Le vizir le trouva si beau qu’il le voulut monter. Pendant les premières heures de la promenade, tout se passa bien, car la drogue ne faisait effet que lentement. Tout à coup, au moment où Suleyman, chargé de son précieux fardeau, passait près d’un canal, sa tête se troubla, sa cervelle s’alluma, et tendant comme un ressort ses jarrets vigoureux, il lança le vizir la tête la première dans le canal.
Heureusement, le fond était capitonné d’une épaisse couche d’herbes et de vase, et le vizir ne se fit aucun mal ; il en fut quitte pour prendre un bain d’eau sale et en avaler plusieurs gorgées qui lui donnèrent un violent mal au cœur. S’étant dépêtré lui-même de cette fâcheuse situation, et étant remonté sur la berge, il cria d’une voix tonnante :
- Qu’on empoigne cet imbécile, qu’on l’attache solidement et qu’on lui donne cinquante coups de bâton sur la plante des pieds !
- Mais, seigneur, dit Ahmed, ce n’est pas moi, c’est l’âne qui vous a jeté à l’eau.
- Âne toi-même ! Dit le vizir encore plus furieux de cette sotte réponse. Est-ce que tu crois que je vais punir un âne pour la bêtise de son conducteur ? Si tu lui avais donné du foin au lieu d’avoine, il n’aurait pas eu cette crise. Qu’on se dépêche de traiter cet imbécile comme je l’ai commandé.
Il fallut bien qu’Ahmed se résignât. L’opération fut exécutée d’une manière si consciencieuse, que le jeune homme était incapable de se tenir sur ses pieds ; aussi dut-on le mettre en travers sur le dos de Suleyman, qui était redevenu tout à fait tranquille.
Puis, le vizir étant allé changer de costume, revint rejoindre le cortège, et prit un autre âne pendant que Suleyman rentrait chez son maître, rapportant Ahmed à moitié évanoui.

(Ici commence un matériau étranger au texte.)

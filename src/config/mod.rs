//! Configuration management module.
//!
//! Handles loading and saving application configuration from JSON file.

use crate::core::inspector::InspectorOptions;
use crate::core::label::EncodingLabel;
use crate::core::report::{DEFAULT_MAX_ENTRIES, DEFAULT_SAMPLE_CHARS};
use anyhow::Context;
use serde::{Deserialize, Serialize};
use std::fs;
use std::path::{Path, PathBuf};
use tracing::warn;

const CONFIG_FILE_NAME: &str = "encoding_inspector_config.json";
const DEFAULT_MAX_FILE_BYTES: u64 = 1024 * 1024;

/// Application configuration.
#[derive(Debug, Clone, PartialEq, Eq, Serialize, Deserialize)]
pub struct Config {
    #[serde(default)]
    pub default_source: EncodingLabel,
    #[serde(default = "default_sample_chars")]
    pub sample_chars: usize,
    #[serde(default = "default_max_report_chars")]
    pub max_report_chars: usize,
    #[serde(default = "default_max_file_bytes")]
    pub max_file_bytes: u64,
    /// Copy the output to the clipboard after each conversion.
    #[serde(default)]
    pub auto_copy: bool,
    #[serde(default)]
    pub last_directory: String,
}

fn default_sample_chars() -> usize {
    DEFAULT_SAMPLE_CHARS
}

fn default_max_report_chars() -> usize {
    DEFAULT_MAX_ENTRIES
}

fn default_max_file_bytes() -> u64 {
    DEFAULT_MAX_FILE_BYTES
}

impl Default for Config {
    fn default() -> Self {
        Self {
            default_source: EncodingLabel::AutoDetect,
            sample_chars: DEFAULT_SAMPLE_CHARS,
            max_report_chars: DEFAULT_MAX_ENTRIES,
            max_file_bytes: DEFAULT_MAX_FILE_BYTES,
            auto_copy: false,
            last_directory: String::new(),
        }
    }
}

impl Config {
    pub fn inspector_options(&self) -> InspectorOptions {
        InspectorOptions {
            sample_chars: self.sample_chars,
            max_entries: self.max_report_chars,
        }
    }
}

/// Configuration manager for loading/saving config.
pub struct ConfigManager {
    config_path: PathBuf,
}

impl ConfigManager {
    pub fn new() -> Self {
        Self::with_path(Self::get_exe_directory().join(CONFIG_FILE_NAME))
    }

    pub fn with_path(config_path: impl Into<PathBuf>) -> Self {
        Self {
            config_path: config_path.into(),
        }
    }

    /// Get the directory containing the executable.
    fn get_exe_directory() -> PathBuf {
        std::env::current_exe()
            .ok()
            .and_then(|p| p.parent().map(|p| p.to_path_buf()))
            .unwrap_or_else(|| PathBuf::from("."))
    }

    /// Get the config file path.
    pub fn get_config_file_path(&self) -> &Path {
        &self.config_path
    }

    /// Load configuration from file, falling back to defaults.
    pub fn load(&self) -> Config {
        let mut config = match self.try_load() {
            Ok(Some(config)) => config,
            Ok(None) => Config::default(),
            Err(e) => {
                warn!("Ignoring config file: {:#}", e);
                Config::default()
            }
        };

        // Zero limits would make the report useless
        if config.sample_chars == 0 {
            config.sample_chars = DEFAULT_SAMPLE_CHARS;
        }
        if config.max_report_chars == 0 {
            config.max_report_chars = DEFAULT_MAX_ENTRIES;
        }
        if config.max_file_bytes == 0 {
            config.max_file_bytes = DEFAULT_MAX_FILE_BYTES;
        }

        config
    }

    fn try_load(&self) -> anyhow::Result<Option<Config>> {
        if !self.config_path.exists() {
            return Ok(None);
        }

        let content = fs::read_to_string(&self.config_path)
            .with_context(|| format!("reading {}", self.config_path.display()))?;
        let config = serde_json::from_str(&content)
            .with_context(|| format!("parsing {}", self.config_path.display()))?;
        Ok(Some(config))
    }

    /// Save configuration to file.
    pub fn save(&self, config: &Config) -> anyhow::Result<()> {
        let json = serde_json::to_string_pretty(config)?;
        fs::write(&self.config_path, json)
            .with_context(|| format!("writing {}", self.config_path.display()))
    }
}

impl Default for ConfigManager {
    fn default() -> Self {
        Self::new()
    }
}

#[cfg(test)]
mod tests {
    use super::*;

    #[test]
    fn test_config_default() {
        let config = Config::default();
        assert!(!config.auto_copy);
        assert_eq!(config.default_source, EncodingLabel::AutoDetect);
        assert_eq!(config.sample_chars, 50);
        assert_eq!(config.max_report_chars, 15);
    }

    #[test]
    fn test_config_serialization() {
        let mut config = Config::default();
        config.default_source = EncodingLabel::ShiftJis;
        let json = serde_json::to_string(&config).unwrap();
        assert!(json.contains("\"shift_jis\""));
        let parsed: Config = serde_json::from_str(&json).unwrap();
        assert_eq!(parsed, config);
    }

    #[test]
    fn test_partial_config_uses_defaults() {
        let parsed: Config = serde_json::from_str(r#"{"auto_copy": true}"#).unwrap();
        assert!(parsed.auto_copy);
        assert_eq!(parsed.sample_chars, 50);
        assert_eq!(parsed.default_source, EncodingLabel::AutoDetect);
    }

    #[test]
    fn test_save_and_load() {
        let dir = tempfile::tempdir().unwrap();
        let manager = ConfigManager::with_path(dir.path().join(CONFIG_FILE_NAME));

        let mut config = Config::default();
        config.default_source = EncodingLabel::Gbk;
        config.max_report_chars = 0;
        manager.save(&config).unwrap();

        let loaded = manager.load();
        assert_eq!(loaded.default_source, EncodingLabel::Gbk);
        assert_eq!(loaded.max_report_chars, 15);
    }

    #[test]
    fn test_corrupt_file_falls_back() {
        let dir = tempfile::tempdir().unwrap();
        let path = dir.path().join(CONFIG_FILE_NAME);
        fs::write(&path, "{ not json").unwrap();

        let loaded = ConfigManager::with_path(path).load();
        assert_eq!(loaded, Config::default());
    }
}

Quand il eut été pansé,, il raconta à son père ce qui lui était arrivé, en ayant soin de ne rien dire du tour qu’il avait voulu jouer. Mais son père le devina et lui dit :
- Tu auras donné à l’âne quelque plante malfaisante. Tu en es capable, et tu n’as pas volé le traitement qu’on t’a infligé. Heureusement, le vizir est un excellent homme, et sa colère en restera là, surtout quand je serai allé lui faire des excuses. Quant à la place de portier à laquelle je songeais pour toi, assurément il serait plus raisonnable de la demander pour Suleyman.